Van Gogh Had Meniere's Disease and Not Epilepsy

Author Affiliations

From the International Meniere's Disease Research Institute of the Colorado Neurologic Institute and Swedish Medical Center, Englewood (Drs Arenberg and Bernstein and Ms Countryman); and Shambaugh Hearing & Allergy PC, Hinsdale, III (Dr Shambaugh).

From the International Meniere's Disease Research Institute of the Colorado Neurologic Institute and Swedish Medical Center, Englewood (Drs Arenberg and Bernstein and Ms Countryman); and Shambaugh Hearing & Allergy PC, Hinsdale, III (Dr Shambaugh).

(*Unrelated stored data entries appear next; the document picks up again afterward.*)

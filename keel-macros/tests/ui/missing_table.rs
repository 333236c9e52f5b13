#![allow(dead_code)]

use keel::Record;

#[derive(Record)]
struct Person {
    #[keel(column = "id", primary_key)]
    id: i64,
}

fn main() {}
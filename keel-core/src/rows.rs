use crate::{Error, Result};

/// Result of a multi-row fetch.
///
/// Rows that failed to decode are not part of `rows`, the last such failure is kept in `error`.
/// The successfully decoded rows are returned anyway, in the order the backend produced them.
#[derive(Debug)]
pub struct Rows<T> {
    pub rows: Vec<T>,
    pub error: Option<Error>,
}

impl<T> Rows<T> {
    pub fn new(rows: Vec<T>, error: Option<Error>) -> Self {
        Self { rows, error }
    }

    /// Whether every row was decoded.
    pub fn is_complete(&self) -> bool {
        self.error.is_none()
    }

    pub fn len(&self) -> usize {
        self.rows.len()
    }

    pub fn is_empty(&self) -> bool {
        self.rows.is_empty()
    }

    pub fn iter(&self) -> std::slice::Iter<'_, T> {
        self.rows.iter()
    }

    /// The rows, or the attached error if any row failed.
    pub fn into_result(self) -> Result<Vec<T>> {
        match self.error {
            Some(error) => Err(error),
            None => Ok(self.rows),
        }
    }
}

impl<T> Default for Rows<T> {
    fn default() -> Self {
        Self {
            rows: Vec::new(),
            error: None,
        }
    }
}

impl<T> From<Vec<T>> for Rows<T> {
    fn from(rows: Vec<T>) -> Self {
        Self { rows, error: None }
    }
}

impl<T> IntoIterator for Rows<T> {
    type Item = T;
    type IntoIter = std::vec::IntoIter<T>;
    fn into_iter(self) -> Self::IntoIter {
        self.rows.into_iter()
    }
}

impl<'a, T> IntoIterator for &'a Rows<T> {
    type Item = &'a T;
    type IntoIter = std::slice::Iter<'a, T>;
    fn into_iter(self) -> Self::IntoIter {
        self.rows.iter()
    }
}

JAMA. 1990;264(4):491-493. doi:10.1001/jama.1990.03450040087036
Abstract

We intend to correct the historical error that Vincent Van Gogh's medical problems resulted from epilepsy plus madness, a diagnosis made during his life but for which no rigid criteria are apparent. Review of 796 personal letters to family and friends written between 1884 and his suicide in 1890 reveals a man constantly in control of his reason and suffering from severe repeated attacks of disabling vertigo, not a seizure disorder. His own diagnosis of epilepsy was made from the written diagnosis by Dr Peyron, the physician at the asylum of St Remy (France), wherein on May 9, 1889, Van Gogh voluntarily committed himself to the asylum for epileptics and lunatics. However, the clinical descriptions in his letters are those of a person suffering from Meniere's disease, not epilepsy. The authors point out that Prosper Meniere's description of his syndrome (an inner-ear disorder) was not well known when Van Gogh died and that it often was misdiagnosed as epilepsy well into the 20th century.